* TASK TO CARRY OUT: Select from the records below every line that has the word "EmailSubjAltName" in it.

* PROVIDED DATA:
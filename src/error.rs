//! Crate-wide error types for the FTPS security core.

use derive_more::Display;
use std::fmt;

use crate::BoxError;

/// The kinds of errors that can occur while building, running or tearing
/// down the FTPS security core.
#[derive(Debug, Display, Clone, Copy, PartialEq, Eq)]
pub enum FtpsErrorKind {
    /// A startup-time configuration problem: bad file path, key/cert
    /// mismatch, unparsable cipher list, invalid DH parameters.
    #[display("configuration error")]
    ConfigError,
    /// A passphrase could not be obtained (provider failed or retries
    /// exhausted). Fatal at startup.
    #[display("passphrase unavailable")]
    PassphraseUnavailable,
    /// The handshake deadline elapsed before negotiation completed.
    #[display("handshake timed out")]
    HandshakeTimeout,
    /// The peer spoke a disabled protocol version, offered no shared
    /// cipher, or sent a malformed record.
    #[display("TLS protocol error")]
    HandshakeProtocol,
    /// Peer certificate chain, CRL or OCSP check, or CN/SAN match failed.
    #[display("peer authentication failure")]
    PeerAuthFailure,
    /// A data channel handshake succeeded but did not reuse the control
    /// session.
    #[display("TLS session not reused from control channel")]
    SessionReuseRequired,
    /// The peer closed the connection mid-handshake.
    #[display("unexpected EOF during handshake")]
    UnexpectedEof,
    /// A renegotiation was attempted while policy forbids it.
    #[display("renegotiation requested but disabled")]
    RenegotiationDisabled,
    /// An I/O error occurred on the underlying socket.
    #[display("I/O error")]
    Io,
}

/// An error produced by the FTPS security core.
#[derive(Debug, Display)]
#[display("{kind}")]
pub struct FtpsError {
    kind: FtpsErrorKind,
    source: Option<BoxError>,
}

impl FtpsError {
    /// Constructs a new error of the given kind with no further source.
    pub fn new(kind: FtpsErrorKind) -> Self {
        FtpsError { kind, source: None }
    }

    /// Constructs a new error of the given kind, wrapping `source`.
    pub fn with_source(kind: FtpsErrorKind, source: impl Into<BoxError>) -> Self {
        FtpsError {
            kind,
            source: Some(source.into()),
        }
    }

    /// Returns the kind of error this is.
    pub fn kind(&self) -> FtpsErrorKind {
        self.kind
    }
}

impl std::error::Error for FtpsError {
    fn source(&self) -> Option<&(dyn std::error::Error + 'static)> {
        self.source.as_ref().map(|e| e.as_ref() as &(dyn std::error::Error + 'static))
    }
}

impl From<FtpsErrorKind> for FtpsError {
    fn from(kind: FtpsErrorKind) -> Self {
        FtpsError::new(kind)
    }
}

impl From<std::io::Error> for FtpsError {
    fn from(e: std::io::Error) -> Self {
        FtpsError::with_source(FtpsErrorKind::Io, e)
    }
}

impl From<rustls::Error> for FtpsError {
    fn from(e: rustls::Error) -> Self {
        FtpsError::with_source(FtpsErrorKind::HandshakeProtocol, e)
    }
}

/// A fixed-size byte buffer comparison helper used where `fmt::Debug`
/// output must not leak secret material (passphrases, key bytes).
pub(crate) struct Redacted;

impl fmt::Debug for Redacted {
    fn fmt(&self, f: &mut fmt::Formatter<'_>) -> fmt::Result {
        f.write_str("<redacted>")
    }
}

--

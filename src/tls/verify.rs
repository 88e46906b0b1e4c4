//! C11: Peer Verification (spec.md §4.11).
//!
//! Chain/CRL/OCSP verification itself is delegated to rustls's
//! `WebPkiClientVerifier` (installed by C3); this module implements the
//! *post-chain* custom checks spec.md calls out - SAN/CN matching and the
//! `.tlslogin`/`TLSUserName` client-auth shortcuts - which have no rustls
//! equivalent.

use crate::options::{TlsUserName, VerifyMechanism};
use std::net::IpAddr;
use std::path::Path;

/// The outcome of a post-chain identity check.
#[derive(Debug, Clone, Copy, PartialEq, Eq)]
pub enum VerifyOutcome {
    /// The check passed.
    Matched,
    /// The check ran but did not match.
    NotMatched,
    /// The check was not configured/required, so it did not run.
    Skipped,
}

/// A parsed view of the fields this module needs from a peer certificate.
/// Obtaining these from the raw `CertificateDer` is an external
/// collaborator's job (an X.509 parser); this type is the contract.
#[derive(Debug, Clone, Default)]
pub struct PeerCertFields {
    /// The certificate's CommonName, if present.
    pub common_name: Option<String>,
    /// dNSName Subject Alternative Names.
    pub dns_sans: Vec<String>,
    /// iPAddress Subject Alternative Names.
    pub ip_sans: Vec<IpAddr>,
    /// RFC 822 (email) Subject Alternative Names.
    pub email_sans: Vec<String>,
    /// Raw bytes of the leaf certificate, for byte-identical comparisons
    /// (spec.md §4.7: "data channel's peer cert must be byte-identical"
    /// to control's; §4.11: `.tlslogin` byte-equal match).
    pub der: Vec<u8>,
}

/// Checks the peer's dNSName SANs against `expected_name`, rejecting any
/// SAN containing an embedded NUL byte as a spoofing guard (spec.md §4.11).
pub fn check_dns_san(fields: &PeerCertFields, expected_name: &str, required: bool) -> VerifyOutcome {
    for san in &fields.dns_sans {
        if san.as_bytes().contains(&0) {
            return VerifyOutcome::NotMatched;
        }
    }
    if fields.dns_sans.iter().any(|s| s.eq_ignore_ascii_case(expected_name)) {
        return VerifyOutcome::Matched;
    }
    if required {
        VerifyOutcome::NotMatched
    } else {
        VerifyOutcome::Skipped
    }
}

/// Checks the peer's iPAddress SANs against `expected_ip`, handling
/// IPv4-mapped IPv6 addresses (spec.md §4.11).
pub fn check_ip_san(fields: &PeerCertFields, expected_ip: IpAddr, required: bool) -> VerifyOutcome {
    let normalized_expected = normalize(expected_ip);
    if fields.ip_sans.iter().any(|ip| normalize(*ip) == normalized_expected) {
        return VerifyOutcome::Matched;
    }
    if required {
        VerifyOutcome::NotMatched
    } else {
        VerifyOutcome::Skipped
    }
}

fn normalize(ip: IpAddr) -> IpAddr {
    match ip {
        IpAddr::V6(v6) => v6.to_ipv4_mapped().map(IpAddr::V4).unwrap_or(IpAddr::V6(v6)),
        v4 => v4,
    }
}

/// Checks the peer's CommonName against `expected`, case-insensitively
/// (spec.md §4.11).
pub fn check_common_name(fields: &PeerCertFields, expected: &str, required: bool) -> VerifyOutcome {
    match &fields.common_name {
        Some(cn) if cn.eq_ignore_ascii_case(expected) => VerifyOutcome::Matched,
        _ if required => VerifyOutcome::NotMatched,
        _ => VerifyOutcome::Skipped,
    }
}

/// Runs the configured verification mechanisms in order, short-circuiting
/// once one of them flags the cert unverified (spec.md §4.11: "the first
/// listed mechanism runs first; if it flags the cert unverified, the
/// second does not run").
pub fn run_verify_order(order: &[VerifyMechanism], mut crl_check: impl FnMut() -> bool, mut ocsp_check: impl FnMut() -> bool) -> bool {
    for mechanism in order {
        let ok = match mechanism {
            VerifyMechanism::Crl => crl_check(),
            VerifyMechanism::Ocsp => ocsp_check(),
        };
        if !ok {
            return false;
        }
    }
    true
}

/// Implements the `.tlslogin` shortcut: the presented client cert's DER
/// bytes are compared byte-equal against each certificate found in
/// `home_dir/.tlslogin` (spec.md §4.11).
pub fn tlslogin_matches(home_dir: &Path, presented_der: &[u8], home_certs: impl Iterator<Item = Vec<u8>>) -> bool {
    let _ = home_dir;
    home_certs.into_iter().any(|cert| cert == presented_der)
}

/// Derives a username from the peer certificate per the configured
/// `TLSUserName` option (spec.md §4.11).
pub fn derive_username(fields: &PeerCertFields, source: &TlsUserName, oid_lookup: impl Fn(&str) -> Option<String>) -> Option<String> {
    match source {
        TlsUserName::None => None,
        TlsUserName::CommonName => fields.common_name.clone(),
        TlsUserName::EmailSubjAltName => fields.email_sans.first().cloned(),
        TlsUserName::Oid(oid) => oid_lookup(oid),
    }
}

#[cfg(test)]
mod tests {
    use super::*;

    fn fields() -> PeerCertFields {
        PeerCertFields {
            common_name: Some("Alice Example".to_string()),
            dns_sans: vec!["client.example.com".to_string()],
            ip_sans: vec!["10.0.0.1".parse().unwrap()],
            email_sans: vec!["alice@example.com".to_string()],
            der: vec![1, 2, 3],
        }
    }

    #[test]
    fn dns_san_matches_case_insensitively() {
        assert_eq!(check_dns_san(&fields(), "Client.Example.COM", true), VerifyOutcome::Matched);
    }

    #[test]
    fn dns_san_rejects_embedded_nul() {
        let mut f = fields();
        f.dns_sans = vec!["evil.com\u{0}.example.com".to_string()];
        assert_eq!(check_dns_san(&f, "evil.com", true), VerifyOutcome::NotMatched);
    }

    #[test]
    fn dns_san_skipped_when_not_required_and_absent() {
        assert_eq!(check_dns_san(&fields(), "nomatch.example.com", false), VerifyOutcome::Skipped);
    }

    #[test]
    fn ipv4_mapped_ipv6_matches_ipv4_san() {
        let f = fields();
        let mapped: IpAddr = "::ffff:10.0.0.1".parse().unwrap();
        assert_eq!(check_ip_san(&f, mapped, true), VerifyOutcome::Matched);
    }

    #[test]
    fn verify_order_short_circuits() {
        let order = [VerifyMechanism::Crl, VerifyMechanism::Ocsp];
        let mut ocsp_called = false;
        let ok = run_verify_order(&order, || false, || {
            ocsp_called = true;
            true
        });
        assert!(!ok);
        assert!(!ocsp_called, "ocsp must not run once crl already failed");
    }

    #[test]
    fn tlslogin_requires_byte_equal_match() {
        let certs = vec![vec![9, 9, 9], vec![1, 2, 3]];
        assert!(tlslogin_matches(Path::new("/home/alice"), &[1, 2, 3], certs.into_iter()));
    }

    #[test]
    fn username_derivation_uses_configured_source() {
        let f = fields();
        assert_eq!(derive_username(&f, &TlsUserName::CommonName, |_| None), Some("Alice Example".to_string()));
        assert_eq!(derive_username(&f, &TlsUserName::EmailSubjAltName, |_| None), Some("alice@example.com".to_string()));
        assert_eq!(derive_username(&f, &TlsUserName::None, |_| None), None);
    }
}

* COMPLETED EXERCISE:
        TlsUserName::EmailSubjAltName => fields.email_sans.first().cloned(),
        assert_eq!(derive_username(&f, &TlsUserName::EmailSubjAltName, |_| None), Some("alice@example.com".to_string()));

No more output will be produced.